Data extract Start Marker

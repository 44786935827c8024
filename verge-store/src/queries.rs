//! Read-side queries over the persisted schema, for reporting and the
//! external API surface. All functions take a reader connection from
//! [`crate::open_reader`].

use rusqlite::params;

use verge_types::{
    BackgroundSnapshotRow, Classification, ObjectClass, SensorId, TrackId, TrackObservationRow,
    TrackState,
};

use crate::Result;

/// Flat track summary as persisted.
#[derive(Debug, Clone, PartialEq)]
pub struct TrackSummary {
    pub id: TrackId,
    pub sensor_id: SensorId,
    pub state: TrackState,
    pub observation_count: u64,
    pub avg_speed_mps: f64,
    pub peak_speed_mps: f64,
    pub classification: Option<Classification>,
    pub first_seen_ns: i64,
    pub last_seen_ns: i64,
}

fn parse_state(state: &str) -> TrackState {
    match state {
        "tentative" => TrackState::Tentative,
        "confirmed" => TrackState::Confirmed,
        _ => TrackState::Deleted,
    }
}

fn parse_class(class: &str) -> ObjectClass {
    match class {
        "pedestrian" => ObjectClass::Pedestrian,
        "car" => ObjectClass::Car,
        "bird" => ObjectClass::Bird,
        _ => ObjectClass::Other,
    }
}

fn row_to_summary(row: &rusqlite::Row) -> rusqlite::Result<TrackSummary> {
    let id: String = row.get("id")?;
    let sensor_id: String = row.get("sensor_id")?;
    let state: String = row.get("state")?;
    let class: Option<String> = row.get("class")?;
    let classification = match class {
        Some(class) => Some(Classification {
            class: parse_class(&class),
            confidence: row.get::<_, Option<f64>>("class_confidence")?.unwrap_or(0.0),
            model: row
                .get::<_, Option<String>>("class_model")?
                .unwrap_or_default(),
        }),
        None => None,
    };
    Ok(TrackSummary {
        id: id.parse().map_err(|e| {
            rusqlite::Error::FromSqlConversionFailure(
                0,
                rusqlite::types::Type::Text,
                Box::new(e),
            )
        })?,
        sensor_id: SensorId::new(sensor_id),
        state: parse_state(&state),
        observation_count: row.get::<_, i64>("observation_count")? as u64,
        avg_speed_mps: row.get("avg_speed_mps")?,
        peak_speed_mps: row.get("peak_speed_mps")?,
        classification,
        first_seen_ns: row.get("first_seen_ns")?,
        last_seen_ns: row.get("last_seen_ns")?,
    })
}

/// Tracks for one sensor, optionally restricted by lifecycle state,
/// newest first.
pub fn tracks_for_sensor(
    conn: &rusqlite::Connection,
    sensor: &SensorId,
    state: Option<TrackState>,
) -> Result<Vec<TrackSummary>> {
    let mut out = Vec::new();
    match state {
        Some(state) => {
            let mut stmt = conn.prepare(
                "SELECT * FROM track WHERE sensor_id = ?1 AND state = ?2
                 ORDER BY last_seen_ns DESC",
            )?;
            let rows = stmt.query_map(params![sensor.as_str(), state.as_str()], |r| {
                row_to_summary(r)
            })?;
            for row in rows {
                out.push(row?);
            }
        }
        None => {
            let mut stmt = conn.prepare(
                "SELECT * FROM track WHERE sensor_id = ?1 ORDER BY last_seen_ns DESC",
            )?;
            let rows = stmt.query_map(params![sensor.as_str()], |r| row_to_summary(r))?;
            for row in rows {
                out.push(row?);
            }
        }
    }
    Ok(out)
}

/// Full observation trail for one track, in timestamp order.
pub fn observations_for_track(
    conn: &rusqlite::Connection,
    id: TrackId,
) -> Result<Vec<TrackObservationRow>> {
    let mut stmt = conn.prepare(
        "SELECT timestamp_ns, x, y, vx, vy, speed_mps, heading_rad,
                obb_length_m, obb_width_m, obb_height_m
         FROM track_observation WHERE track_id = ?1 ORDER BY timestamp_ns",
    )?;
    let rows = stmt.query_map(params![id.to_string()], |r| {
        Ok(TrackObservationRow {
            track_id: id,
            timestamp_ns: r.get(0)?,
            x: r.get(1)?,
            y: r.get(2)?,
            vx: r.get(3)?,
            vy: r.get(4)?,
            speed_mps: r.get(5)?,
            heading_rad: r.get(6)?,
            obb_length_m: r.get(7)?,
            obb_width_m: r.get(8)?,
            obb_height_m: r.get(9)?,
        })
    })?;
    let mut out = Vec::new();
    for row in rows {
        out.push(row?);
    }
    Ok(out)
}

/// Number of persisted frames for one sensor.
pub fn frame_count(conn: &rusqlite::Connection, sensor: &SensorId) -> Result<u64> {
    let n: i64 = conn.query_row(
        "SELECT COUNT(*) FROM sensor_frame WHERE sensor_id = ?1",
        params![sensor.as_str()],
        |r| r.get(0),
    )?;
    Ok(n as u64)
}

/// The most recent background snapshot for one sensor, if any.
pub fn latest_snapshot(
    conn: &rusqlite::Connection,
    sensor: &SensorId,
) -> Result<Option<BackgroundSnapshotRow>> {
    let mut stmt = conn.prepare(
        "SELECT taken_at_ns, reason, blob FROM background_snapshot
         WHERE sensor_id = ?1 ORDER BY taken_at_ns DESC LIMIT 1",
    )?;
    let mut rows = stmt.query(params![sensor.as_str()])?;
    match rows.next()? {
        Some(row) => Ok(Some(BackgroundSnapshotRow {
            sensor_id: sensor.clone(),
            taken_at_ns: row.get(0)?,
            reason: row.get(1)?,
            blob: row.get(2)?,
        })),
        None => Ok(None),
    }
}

Data extract End Marker
Data extract Start Marker

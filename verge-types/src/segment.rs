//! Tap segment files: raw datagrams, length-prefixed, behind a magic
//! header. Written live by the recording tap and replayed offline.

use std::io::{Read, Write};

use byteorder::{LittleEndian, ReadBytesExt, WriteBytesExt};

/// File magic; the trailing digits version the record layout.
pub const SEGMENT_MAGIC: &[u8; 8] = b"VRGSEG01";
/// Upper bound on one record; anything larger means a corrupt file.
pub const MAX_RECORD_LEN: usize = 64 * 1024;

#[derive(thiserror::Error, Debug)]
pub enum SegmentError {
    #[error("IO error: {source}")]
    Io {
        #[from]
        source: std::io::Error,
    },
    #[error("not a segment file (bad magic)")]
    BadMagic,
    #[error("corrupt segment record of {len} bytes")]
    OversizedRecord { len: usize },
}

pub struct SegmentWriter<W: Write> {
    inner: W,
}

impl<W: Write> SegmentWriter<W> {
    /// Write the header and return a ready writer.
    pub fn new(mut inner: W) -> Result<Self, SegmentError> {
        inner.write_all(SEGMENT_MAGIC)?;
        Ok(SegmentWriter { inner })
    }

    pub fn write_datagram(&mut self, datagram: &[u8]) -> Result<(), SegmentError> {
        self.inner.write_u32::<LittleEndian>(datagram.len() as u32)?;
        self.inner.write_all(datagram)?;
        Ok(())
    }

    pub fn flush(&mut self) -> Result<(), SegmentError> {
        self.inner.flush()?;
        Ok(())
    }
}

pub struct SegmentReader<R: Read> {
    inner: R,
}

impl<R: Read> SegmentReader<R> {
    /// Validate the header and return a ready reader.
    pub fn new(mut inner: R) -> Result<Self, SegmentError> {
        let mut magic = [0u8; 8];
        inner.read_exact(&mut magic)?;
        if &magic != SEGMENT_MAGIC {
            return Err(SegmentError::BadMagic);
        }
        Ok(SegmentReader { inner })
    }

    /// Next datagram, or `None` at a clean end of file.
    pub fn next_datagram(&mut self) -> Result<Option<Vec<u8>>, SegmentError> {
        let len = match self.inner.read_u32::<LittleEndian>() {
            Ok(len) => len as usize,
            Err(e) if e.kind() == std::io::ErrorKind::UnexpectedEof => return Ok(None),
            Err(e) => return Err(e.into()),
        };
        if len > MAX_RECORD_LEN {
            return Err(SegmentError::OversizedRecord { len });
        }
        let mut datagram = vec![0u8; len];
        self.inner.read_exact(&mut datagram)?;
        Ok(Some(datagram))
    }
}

Data extract End Marker

Take every line of the material that contains the word "TrackId", and copy it.

• Answer:
    BackgroundSnapshotRow, Classification, ObjectClass, SensorId, TrackId, TrackObservationRow,
    pub id: TrackId,
    id: TrackId,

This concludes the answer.